[TYPES/announce] Call for Participation: PLACES'13 at ETAPS

Yoshida, Nobuko n.yoshida at imperial.ac.uk
Thu Jan 24 10:57:27 EST 2013


[ The themes of PLACES include types, concurrency and mobility. NY]


                   Call For Participation

                         PLACES'13
         Programming Language Approaches to Concurrency
               and Communication-cEntric Software
                23rd March 2013, Rome, Italy
                   (affiliated with ETAPS 2013)
                  http://places13.di.fc.ul.pt/

** Registration **

Early registration from 9 January 2013 to 30 January 2013.
http://www.etaps.org/

** Invited Talk **

Stefan Möhl from Mitrionics

** Programme **

http://places13.di.fc.ul.pt/programme

** Accepted Papers **

>From Lock Freedom to Progress Using Session Types
Luca Padovani (University of Torino, Italy)

Session Types for Dynamically Evolvable Communicating Systems
Cinzia Di Giusto (INRIA, France) and Jorge A. Pérez (New University of Lisbon, Portugal)

Session Types in Abelian Logic
Yoichi Hirai (University of Tokyo, Japan)

Embedding Session Types in HML
Romain Demangeon (Queen Mary, University of London, UK) and Laura Bocchi (University of Leicester, UK)

Coinductive big-step semantics for concurrency
Tarmo Uustalu (Tallinn University of Technology, Estonia)

A Parallel Task Composition Approach to Manycore Programming
Ashkan Tousimojarad (University of Glasgow, UK)

Session Types Go Dynamic or How to Verify Your Python Conversations
Rumyana Neykova (Imperial College London, UK)

Towards deductive verification of MPI programs against session types
Eduardo R. B. Marques, Francisco Martins, Vasco T. Vasconcelos (University of Lisbon, Portugal), Nicholas Ng (Imperial College London, UK) and Nuno Dias Martins
(University of Lisbon, Portugal)

Verification of Transactions in STM Haskell using Contracts and Program Transformation
Romain Demeyer and Wim Vanhoof (University of Namur, Belgium)

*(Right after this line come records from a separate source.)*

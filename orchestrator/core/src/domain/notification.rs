// Copyright (c) 2026 100monkeys.ai
// SPDX-License-Identifier: AGPL-3.0
//! Stakeholder notification port. Callers treat delivery as fire-and-forget:
//! a failure is logged, never propagated into the workflow.

use async_trait::async_trait;
use serde::{Deserialize, Serialize};
use thiserror::Error;

use crate::domain::task::TaskId;

#[derive(Debug, Clone, PartialEq, Serialize, Deserialize)]
pub struct NotificationMessage {
    pub task_id: TaskId,
    pub subject: String,
    pub body: String,
    /// Final task state, e.g. `resolved`.
    pub outcome: String,
}

#[derive(Debug, Clone, PartialEq, Error)]
pub enum NotificationError {
    #[error("Notification delivery failed: {0}")]
    Delivery(String),

    #[error("Notification rejected with status {0}")]
    Rejected(u16),
}

#[async_trait]
pub trait Notifier: Send + Sync {
    async fn notify(&self, channel: &str, message: &NotificationMessage) -> Result<(), NotificationError>;
}
// Copyright (c) 2026 100monkeys.ai
// SPDX-License-Identifier: AGPL-3.0

//! Daemon lifecycle management commands
//!
//! Commands: run, start, stop, status

use anyhow::{Context, Result};
use clap::Subcommand;
use colored::Colorize;
use std::path::PathBuf;
use tracing::{info, warn};

use crate::daemon::{check_daemon_running, run_daemon, stop_daemon, ClientTarget, DaemonStatus};
use vigil_core::domain::config::OrchestratorConfigManifest;

#[derive(Subcommand)]
pub enum DaemonCommand {
    /// Run the daemon in the foreground
    Run,

    /// Start the daemon in the background (if not already running)
    Start,

    /// Stop the daemon gracefully
    Stop {
        /// Force kill if daemon doesn't stop gracefully
        #[arg(short, long)]
        force: bool,

        /// Timeout in seconds (default: 30)
        #[arg(short, long, default_value = "30")]
        timeout: u64,
    },

    /// Check daemon status
    Status,
}

pub async fn handle_command(
    command: DaemonCommand,
    config_path: Option<PathBuf>,
    target: ClientTarget,
) -> Result<()> {
    match command {
        DaemonCommand::Run => run_daemon(config_path, target.port).await,
        DaemonCommand::Start => start(config_path, target).await,
        DaemonCommand::Stop { force, timeout } => stop(force, timeout, &target).await,
        DaemonCommand::Status => status(&target).await,
    }
}

async fn start(config_path: Option<PathBuf>, target: ClientTarget) -> Result<()> {
    // Fail fast on a broken config instead of inside the detached process
    let manifest = OrchestratorConfigManifest::load_or_default(config_path.clone())
        .context("Failed to load configuration")?;
    manifest.validate().context("Configuration validation failed")?;

    if manifest.spec.gateway.policy.rules.is_empty() {
        println!("{}", "WARNING: the execution policy has no rules.".yellow().bold());
        println!("{}", "         Every remediation will be denied and escalated.".yellow());
    }

    // Probe the port the daemon will listen on
    let target = ClientTarget::new(&target.host, Some(target.port.unwrap_or(manifest.spec.api.port)));

    info!("Checking if daemon is already running...");
    match check_daemon_running(&target).await {
        Ok(DaemonStatus::Running { pid, .. }) => {
            println!("{}", format!("✓ Daemon already running (PID: {})", pid).green());
            println!("Use 'vigil daemon stop' to stop it first.");
            return Ok(());
        }
        Ok(DaemonStatus::Stopped) => {
            info!("Daemon not running, starting...");
        }
        Ok(DaemonStatus::Unhealthy { pid, error }) => {
            warn!("Daemon PID {} exists but unhealthy (error: {}), stopping...", pid, error);
            stop_daemon(false, 10).await?;
        }
        Err(e) => {
            warn!("Failed to check daemon status: {}", e);
        }
    }

    // Re-exec self in the foreground mode, detached
    let current_exe = std::env::current_exe().context("Failed to get current executable path")?;

    let mut cmd = std::process::Command::new(current_exe);
    cmd.arg("daemon").arg("run");
    if let Some(port) = target.port {
        cmd.arg("--port").arg(port.to_string());
    }
    if let Some(config) = config_path {
        cmd.arg("--config").arg(config);
    }

    #[cfg(unix)]
    {
        use std::os::unix::process::CommandExt;
        cmd.process_group(0);
    }

    let temp_dir = std::env::temp_dir();
    let stdout_path = temp_dir.join("vigil.out");
    let stderr_path = temp_dir.join("vigil.err");

    let stdout_file = std::fs::File::create(&stdout_path).context("Failed to create stdout log file")?;
    let stderr_file = std::fs::File::create(&stderr_path).context("Failed to create stderr log file")?;

    cmd.stdin(std::process::Stdio::null())
        .stdout(stdout_file)
        .stderr(stderr_file);

    println!("Redirecting logs to: {}", stdout_path.display());

    let child = cmd.spawn().context("Failed to spawn daemon process")?;

    println!("{}", format!("✓ Daemon starting (PID: {})", child.id()).green());
    println!("Check status with: vigil daemon status");

    Ok(())
}

async fn stop(force: bool, timeout: u64, target: &ClientTarget) -> Result<()> {
    info!("Stopping daemon...");

    match check_daemon_running(target).await {
        Ok(DaemonStatus::Stopped) => {
            println!("{}", "ℹ Daemon not running".yellow());
        }
        Ok(DaemonStatus::Running { pid, .. }) | Ok(DaemonStatus::Unhealthy { pid, .. }) => {
            println!("Stopping daemon (PID: {})...", pid);
            stop_daemon(force, timeout).await?;
            println!("{}", "✓ Daemon stopped".green());
        }
        Err(e) => {
            println!("{}", format!("✗ Failed to check daemon: {}", e).red());
            return Err(e);
        }
    }

    Ok(())
}

async fn status(target: &ClientTarget) -> Result<()> {
    match check_daemon_running(target).await {
        Ok(DaemonStatus::Running { pid, uptime, queue_depth }) => {
            println!("{}", "✓ Daemon is running".green());
            println!("  PID: {}", pid);
            if let Some(uptime) = uptime {
                println!("  Uptime: {}", format_duration(uptime));
            }
            if let Some(depth) = queue_depth {
                println!("  Queued tasks: {}", depth);
            }
        }
        Ok(DaemonStatus::Stopped) => {
            println!("{}", "✗ Daemon is not running".red());
        }
        Ok(DaemonStatus::Unhealthy { pid, error }) => {
            println!("{}", format!("⚠ Daemon unhealthy (PID: {})", pid).yellow());
            println!("  Process exists but HTTP API check failed: {}", error);
            println!("  Check logs at /tmp/vigil.out and /tmp/vigil.err");
        }
        Err(e) => {
            println!("{}", format!("✗ Failed to check status: {}", e).red());
            return Err(e);
        }
    }

    Ok(())
}

fn format_duration(secs: u64) -> String {
    let days = secs / 86400;
    let hours = (secs % 86400) / 3600;
    let minutes = (secs % 3600) / 60;

    if days > 0 {
        format!("{}d {}h {}m", days, hours, minutes)
    } else if hours > 0 {
        format!("{}h {}m", hours, minutes)
    } else {
        format!("{}m", minutes)
    }
}

#[cfg(test)]
mod tests {
    use super::format_duration;

    #[test]
    fn uptime_is_rendered_coarsely() {
        assert_eq!(format_duration(59), "0m");
        assert_eq!(format_duration(3 * 3600 + 120), "3h 2m");
        assert_eq!(format_duration(2 * 86400 + 3600), "2d 1h 0m");
    }
}
// Copyright (c) 2026 100monkeys.ai
// SPDX-License-Identifier: AGPL-3.0

pub mod agent_pool;
pub mod agents;
pub mod coordinator;
pub mod gateway;
pub mod ingress;
pub mod monitors;
pub mod orchestrator;
pub mod repository_factory;

// Re-export the services for convenience
pub use agent_pool::{AgentPool, Invocation};
pub use coordinator::{CoordinatorError, CoordinatorSettings, DeliveryOutcome, WorkflowCoordinator};
pub use gateway::{ExecutionGateway, GatewayError};
pub use ingress::{EventIngress, IngressError, SubmissionAck};
pub use monitors::{AnalystScheduler, SentinelMonitor};
pub use orchestrator::{Components, Orchestrator};
pub use repository_factory::Repositories;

Minimising virtual machine support for concurrency
Simon Dobson, Alan Dearle and Barry Porter (University of St-Andrews, UK)


** Background **

Applications today are built using numerous interacting services; soon
off-the-shelf CPUs will host thousands of cores, and sensor networks
will be composed from a large number of processing units. Many
applications need to make effective use of thousands of computing
nodes. At some level of granularity, computation in such systems is
inherently concurrent and communication-centred.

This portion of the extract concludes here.